PIERRE EMMANUEL

Poésie raison ardenteEgloff, Fribourg / L.U.F., Paris, 1948

     Vous rappelez-vous l’étonnement, l’effroi peut-être qui vous saisirent quand, pour la première fois, vous avez reconnu votre langage ? Jusqu’alors, ce n’était point vous-mêmes qui parliez, mais un infirme empruntant à d’autres ses paroles ; vous exprimant, certes, mais comme à la surface de vous-même, et dont les mots ridaient à peine l’eau dormante de votre vie cachée. Déjà, pourtant, vous pressentiez le nouvel être, qui déblaierait le fatras des mots anciens. Un jour, la page écrite, tout obscure qu’elle fût pour vous, vous connûtes, à n’en pas douter, que cet homme nouveau venait de naître : « homme nouveau devant les choses inconnues », comme le Cébès de Tête d’Or quand il paraît sur la scène du monde. Car les choses hier familières, connues de cette connaissance commune qui rend aisé l’échange quotidien, soudain vous devenaient étranges ou plutôt vous leur deveniez étranger. Il s’était fait un ébranlement de vos puissances, si vaste qu’il ne vous suffisait plus de recourir aux étais ordinaires de la pensée. Ce poème, ce conte, cette ébauche de roman ou de drame, dont la vertu singulière vous désorientait et tout ensemble vous assurait en vous-même, ils vous signifiaient un don redoutable : celui non de répéter, mais de créer.

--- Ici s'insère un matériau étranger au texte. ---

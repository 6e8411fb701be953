//! Numeric conversion helpers centralizing safe numeric casts.

use num_traits::cast::cast;

/// Round a f64 and clamp it to the i64 range, returning 0 for non-finite values.
#[must_use]
pub fn round_f64_to_i64(value: f64) -> i64 {
    if !value.is_finite() {
        return 0;
    }
    let min = cast::<i64, f64>(i64::MIN).unwrap_or(f64::MIN);
    let max = cast::<i64, f64>(i64::MAX).unwrap_or(f64::MAX);
    let clamped = value.clamp(min, max).round();
    cast::<f64, i64>(clamped).unwrap_or(0)
}

/// Convert an unsigned quantity to f64 for price arithmetic.
#[must_use]
pub fn u32_to_f64(value: u32) -> f64 {
    f64::from(value)
}

/// Clamp a signed stock count into the `u32` range, mapping negatives to 0.
#[must_use]
pub fn stock_to_u32(stock: i64) -> u32 {
    u32::try_from(stock.max(0)).unwrap_or(u32::MAX)
}
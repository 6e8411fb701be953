#![forbid(unsafe_code)]
#[cfg(target_arch = "wasm32")]
use wasm_bindgen::prelude::*;

pub mod bus;
pub mod cart_panel;
pub mod components;
pub mod config;
pub mod dom;
pub mod i18n;
pub mod logger;
pub mod mount;
pub mod page;
pub mod paths;
pub mod runtime;
pub mod transport;
pub mod widgets;

#[cfg(target_arch = "wasm32")]
#[wasm_bindgen(start)]
pub fn start() {
    #[cfg(feature = "console_error_panic_hook")]
    console_error_panic_hook::set_once();
    logger::init();
    // Sync <html lang> with the saved locale before anything renders.
    crate::i18n::set_lang(&crate::i18n::current_lang());
    mount::start();
}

                       Poésie raison ardente, « Aux écrivains »

 


 

     Poésie raison ardente paraît en 1948 aux éditions Egloff, Fribourg et L.U.F., Paris. Pierre Emmanuel précise dans la préface que les « textes (…) réunis dans ce livre s’échelonnent de 1937 à 1946 ». L’ouvrage est organisé en quatre parties. Après « L’homme et le poète », qui reprend essentiellement des articles sur la poésie durant la guerre, on trouve « Le poète et le mythe », « Poésie raison ardente » et « La mort de Dieu ».
     Poésie raison ardente
marque les dix ans d’écriture poétique de Pierre Emmanuel. Il a déjà publié une quinzaine d’ouvrages. Après la guerre il a été reconnu, salué par la critique. Mais depuis son voyage dans les pays de l’Est de l’Europe il est ostracisé par une partie de ses anciens amis. Alors qu’il prépare Babel, Pierre Emmanuel éprouve le besoin de faire le point sur la route suivie et d’en indiquer le sens. Se distinguant des courants à la mode, il réabilite le mythe et les grands paysages poétiques, une confiance en la parole qui est aussi confiance en l’être, présence au monde.